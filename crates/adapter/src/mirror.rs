//! Presentation-side grid mirror.
//!
//! A view layer keyed by grid position, rebuilt from the action stream
//! alone. It follows the grid's rules for the actions a healthy stream
//! contains and skips the same invalid ones, so after any stream the mirror
//! and the authoritative grid hold the same blocks.

use tower_cascade_core::{ActionConsumer, Grid};
use tower_cascade_types::{BlockType, CellMove, ColumnPush, CoordMap, GridAction, GridCoords, GridRules, Shape};

#[derive(Debug, Clone, PartialEq)]
pub struct BlockMirror {
    columns: i32,
    rows: i32,
    wrap_sides_on_move: bool,
    blocks: CoordMap<BlockType>,
}

impl BlockMirror {
    pub fn new(columns: u16, rows: u16, rules: GridRules) -> Self {
        Self {
            columns: columns.max(1) as i32,
            rows: rows.max(1) as i32,
            wrap_sides_on_move: rules.wrap_sides_on_move,
            blocks: CoordMap::new(),
        }
    }

    /// Start from a level layout.
    pub fn from_grid(grid: &Grid) -> Self {
        let mut mirror = Self::new(grid.columns() as u16, grid.rows() as u16, *grid.rules());
        for row in 0..mirror.rows {
            for column in 0..mirror.columns {
                let at = GridCoords::new(row, column);
                if let Some(block) = grid.get(at).filter(|b| b.is_occupied()) {
                    mirror.blocks.insert(at, block);
                }
            }
        }
        mirror
    }

    fn in_range(&self, at: GridCoords) -> bool {
        at.row >= 0 && at.row < self.rows && at.column >= 0 && at.column < self.columns
    }

    pub fn get(&self, at: GridCoords) -> Option<BlockType> {
        self.blocks.get(at).copied()
    }

    pub fn blocks(&self) -> &CoordMap<BlockType> {
        &self.blocks
    }

    /// Dense row-major cells, comparable with [`Grid::cells`].
    pub fn to_cells(&self) -> Vec<BlockType> {
        let mut cells = vec![BlockType::NONE; (self.columns * self.rows) as usize];
        for (at, block) in self.blocks.iter() {
            cells[(at.row * self.columns + at.column) as usize] = *block;
        }
        cells
    }

    fn place(&mut self, anchor: GridCoords, shape: &Shape) {
        for (offset, block) in shape.iter() {
            if block.is_none() {
                continue;
            }
            let Some(mut at) = anchor.checked_add(offset) else {
                continue;
            };
            if self.wrap_sides_on_move {
                at = at.wrap_columns(self.columns);
            }
            if self.in_range(at) && !self.blocks.contains(at) {
                self.blocks.insert(at, *block);
            }
        }
    }

    fn push_up(&mut self, ColumnPush { column, block }: ColumnPush) {
        if column < 0 || column >= self.columns {
            return;
        }
        if self.blocks.contains(GridCoords::new(self.rows - 1, column)) {
            return;
        }
        let lifted: Vec<(GridCoords, BlockType)> = self
            .blocks
            .iter()
            .filter(|(at, _)| at.column == column)
            .map(|(at, b)| (at, *b))
            .collect();
        self.blocks.retain(|at, _| at.column != column);
        for (at, b) in lifted {
            self.blocks.insert(at.above(), b);
        }
        if block.is_occupied() {
            self.blocks.insert(GridCoords::new(0, column), block);
        }
    }
}

impl ActionConsumer for BlockMirror {
    fn apply_actions(&mut self, batch: &[GridAction]) {
        for action in batch {
            match action {
                GridAction::Place { coords, shape } => self.place(*coords, shape),
                GridAction::ClearMatched { coords, .. } => {
                    for at in coords {
                        self.blocks.remove(*at);
                    }
                }
                GridAction::MoveCells { moves } => {
                    for &CellMove { from, to } in moves {
                        if from.column != to.column || !self.in_range(to) || self.blocks.contains(to) {
                            continue;
                        }
                        if let Some(block) = self.blocks.remove(from) {
                            self.blocks.insert(to, block);
                        }
                    }
                }
                GridAction::PushUpCells { pushes } => {
                    for push in pushes {
                        self.push_up(*push);
                    }
                }
                GridAction::SequenceFinished => {}
            }
        }
    }
}
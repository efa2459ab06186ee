//! Channel hand-off from the synchronous engine to an async presentation task.

use serde::{Deserialize, Serialize};
use tokio::sync::mpsc;
use tower_cascade_core::ActionConsumer;
use tower_cascade_types::GridAction;

use crate::mirror::BlockMirror;

/// One applied batch with its position in the stream (1-based).
#[derive(Debug, Clone, PartialEq, Eq, Serialize, Deserialize)]
pub struct BatchMessage {
    pub seq: u64,
    pub actions: Vec<GridAction>,
}

/// Listener that forwards every batch over an unbounded channel.
///
/// Sending never blocks, so the engine stays synchronous. Once the receiver
/// is gone the publisher logs once and drops further batches.
#[derive(Debug)]
pub struct BatchPublisher {
    tx: mpsc::UnboundedSender<BatchMessage>,
    seq: u64,
    closed: bool,
}

impl BatchPublisher {
    pub fn new(tx: mpsc::UnboundedSender<BatchMessage>) -> Self {
        Self {
            tx,
            seq: 0,
            closed: false,
        }
    }

    pub fn channel() -> (Self, mpsc::UnboundedReceiver<BatchMessage>) {
        let (tx, rx) = mpsc::unbounded_channel();
        (Self::new(tx), rx)
    }

    /// Batches handed to the channel so far.
    pub fn sent(&self) -> u64 {
        self.seq
    }

    pub fn is_closed(&self) -> bool {
        self.closed
    }
}

impl ActionConsumer for BatchPublisher {
    fn apply_actions(&mut self, batch: &[GridAction]) {
        if self.closed {
            return;
        }
        let msg = BatchMessage {
            seq: self.seq + 1,
            actions: batch.to_vec(),
        };
        if self.tx.send(msg).is_err() {
            self.closed = true;
            println!("[Adapter] presentation channel closed; dropping batches");
            return;
        }
        self.seq += 1;
    }
}

/// Presentation loop: apply every received batch to `mirror` until the
/// sending side is dropped, then hand the mirror back.
pub async fn run_presenter(
    mut rx: mpsc::UnboundedReceiver<BatchMessage>,
    mut mirror: BlockMirror,
) -> BlockMirror {
    while let Some(msg) = rx.recv().await {
        mirror.apply_actions(&msg.actions);
    }
    mirror
}
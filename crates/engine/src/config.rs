//! Session configuration.
//!
//! | Variable | Default | Meaning |
//! |----------|---------|---------|
//! | `TOWER_COLUMNS` | 8 | grid width |
//! | `TOWER_ROWS` | 14 | grid height |
//! | `TOWER_MATCH_HORIZONTAL` | 3 | horizontal minimum run, 0 disables |
//! | `TOWER_MATCH_VERTICAL` | 3 | vertical minimum run, 0 disables |
//! | `TOWER_MATCH_DIAGONAL` | 0 | diagonal minimum run, 0 disables |
//! | `TOWER_WRAP_MATCH` | false | horizontal runs continue across the side edges |
//! | `TOWER_WRAP_MOVE` | false | placements wrap across the side edges |
//! | `TOWER_SPAWN_TYPES` | 4 | number of concrete types spawned, starting at id 1 |
//! | `TOWER_SEED` | 1 | RNG seed |
//! | `TOWER_BONUS_EVERY` | 8 | placements between bonus push-ups, 0 disables |
//!
//! Unset or blank variables take the default; anything unparsable is an error.

use std::str::FromStr;

use tower_cascade_types::{GridRules, SpawnRange, DEFAULT_COLUMNS, DEFAULT_ROWS};

#[derive(Debug, Clone, PartialEq, Eq)]
pub enum ConfigError {
    Invalid { key: &'static str, value: String },
    ZeroExtent { key: &'static str },
    SpawnTypes { count: u8 },
}

impl ConfigError {
    pub fn code(&self) -> &'static str {
        match self {
            ConfigError::Invalid { .. } => "invalid_value",
            ConfigError::ZeroExtent { .. } => "zero_extent",
            ConfigError::SpawnTypes { .. } => "invalid_spawn_types",
        }
    }
}

impl std::fmt::Display for ConfigError {
    fn fmt(&self, f: &mut std::fmt::Formatter<'_>) -> std::fmt::Result {
        match self {
            ConfigError::Invalid { key, value } => write!(f, "{}: cannot parse {:?}", key, value),
            ConfigError::ZeroExtent { key } => write!(f, "{} must be at least 1", key),
            ConfigError::SpawnTypes { count } => {
                write!(f, "TOWER_SPAWN_TYPES={} leaves no room for the reserved type", count)
            }
        }
    }
}

impl std::error::Error for ConfigError {}

#[derive(Debug, Clone, Copy, PartialEq, Eq)]
pub struct SessionConfig {
    pub columns: u16,
    pub rows: u16,
    pub rules: GridRules,
    pub spawn: SpawnRange,
    pub seed: u32,
    /// Placements between bonus push-ups; 0 disables them.
    pub bonus_every: u32,
}

impl Default for SessionConfig {
    fn default() -> Self {
        Self {
            columns: DEFAULT_COLUMNS,
            rows: DEFAULT_ROWS,
            rules: GridRules::default(),
            spawn: SpawnRange::default(),
            seed: 1,
            bonus_every: 8,
        }
    }
}

fn lookup_parsed<T: FromStr>(
    lookup: &impl Fn(&str) -> Option<String>,
    key: &'static str,
    default: T,
) -> Result<T, ConfigError> {
    match lookup(key).map(|s| s.trim().to_string()) {
        None => Ok(default),
        Some(s) if s.is_empty() => Ok(default),
        Some(s) => s.parse().map_err(|_| ConfigError::Invalid { key, value: s }),
    }
}

fn lookup_flag(
    lookup: &impl Fn(&str) -> Option<String>,
    key: &'static str,
    default: bool,
) -> Result<bool, ConfigError> {
    let Some(raw) = lookup(key) else {
        return Ok(default);
    };
    match raw.trim().to_ascii_lowercase().as_str() {
        "" => Ok(default),
        "1" | "true" | "yes" | "on" => Ok(true),
        "0" | "false" | "no" | "off" => Ok(false),
        _ => Err(ConfigError::Invalid { key, value: raw }),
    }
}

impl SessionConfig {
    /// Read the configuration from `TOWER_*` environment variables.
    pub fn from_env() -> Result<Self, ConfigError> {
        Self::from_lookup(|key| std::env::var(key).ok())
    }

    /// Same as [`from_env`](Self::from_env) with an arbitrary key source.
    ///
    /// ```
    /// use tower_cascade_engine::SessionConfig;
    ///
    /// let config = SessionConfig::from_lookup(|key| match key {
    ///     "TOWER_COLUMNS" => Some("6".to_string()),
    ///     "TOWER_WRAP_MATCH" => Some("on".to_string()),
    ///     _ => None,
    /// })
    /// .unwrap();
    /// assert_eq!(config.columns, 6);
    /// assert!(config.rules.wrap_sides_on_match);
    /// assert_eq!(config.rows, 14);
    /// ```
    pub fn from_lookup(lookup: impl Fn(&str) -> Option<String>) -> Result<Self, ConfigError> {
        let d = Self::default();

        let columns = lookup_parsed(&lookup, "TOWER_COLUMNS", d.columns)?;
        if columns == 0 {
            return Err(ConfigError::ZeroExtent { key: "TOWER_COLUMNS" });
        }
        let rows = lookup_parsed(&lookup, "TOWER_ROWS", d.rows)?;
        if rows == 0 {
            return Err(ConfigError::ZeroExtent { key: "TOWER_ROWS" });
        }

        let rules = GridRules {
            match_horizontal: lookup_parsed(&lookup, "TOWER_MATCH_HORIZONTAL", d.rules.match_horizontal)?,
            match_vertical: lookup_parsed(&lookup, "TOWER_MATCH_VERTICAL", d.rules.match_vertical)?,
            match_diagonal: lookup_parsed(&lookup, "TOWER_MATCH_DIAGONAL", d.rules.match_diagonal)?,
            wrap_sides_on_match: lookup_flag(&lookup, "TOWER_WRAP_MATCH", d.rules.wrap_sides_on_match)?,
            wrap_sides_on_move: lookup_flag(&lookup, "TOWER_WRAP_MOVE", d.rules.wrap_sides_on_move)?,
        };

        let count = lookup_parsed(&lookup, "TOWER_SPAWN_TYPES", d.spawn.count())?;
        let spawn = SpawnRange::new(d.spawn.first().id(), count).ok_or(ConfigError::SpawnTypes { count })?;

        Ok(Self {
            columns,
            rows,
            rules,
            spawn,
            seed: lookup_parsed(&lookup, "TOWER_SEED", d.seed)?,
            bonus_every: lookup_parsed(&lookup, "TOWER_BONUS_EVERY", d.bonus_every)?,
        })
    }
}
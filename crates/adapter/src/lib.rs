//! Adapter module - presentation and replay listeners
//!
//! The engine publishes every applied batch to its listeners synchronously.
//! This crate provides the listeners that carry the stream out of the
//! engine:
//!
//! - [`BatchPublisher`]: tokio unbounded channel to an async presentation
//!   task ([`run_presenter`] drives a [`BlockMirror`] from it)
//! - [`TraceRecorder`]: one JSON line per batch, read back with
//!   [`read_trace`] and re-applied with [`replay`]
//! - [`BlockMirror`]: a sparse presentation grid built from actions only
//!
//! # Trace format
//!
//! ```text
//! {"seq":1,"actions":[{"kind":"place","coords":{"row":0,"column":2},"shape":[[{"row":0,"column":0},1]]}]}
//! {"seq":2,"actions":[{"kind":"sequence_finished"}]}
//! ```
//!
//! Block types are written as their stable one-byte ids.

pub mod mirror;
pub mod publisher;
pub mod trace;

pub use mirror::BlockMirror;
pub use publisher::{run_presenter, BatchMessage, BatchPublisher};
pub use trace::{read_trace, replay, TraceRecorder};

» **THE TASK**
Take each line of the material that contains the word "CoordMap" and list it.

» **RESULT OF THIS TASK**
use tower_cascade_types::{BlockType, CellMove, ColumnPush, CoordMap, GridAction, GridCoords, GridRules, Shape};
    blocks: CoordMap<BlockType>,
            blocks: CoordMap::new(),
    pub fn blocks(&self) -> &CoordMap<BlockType> {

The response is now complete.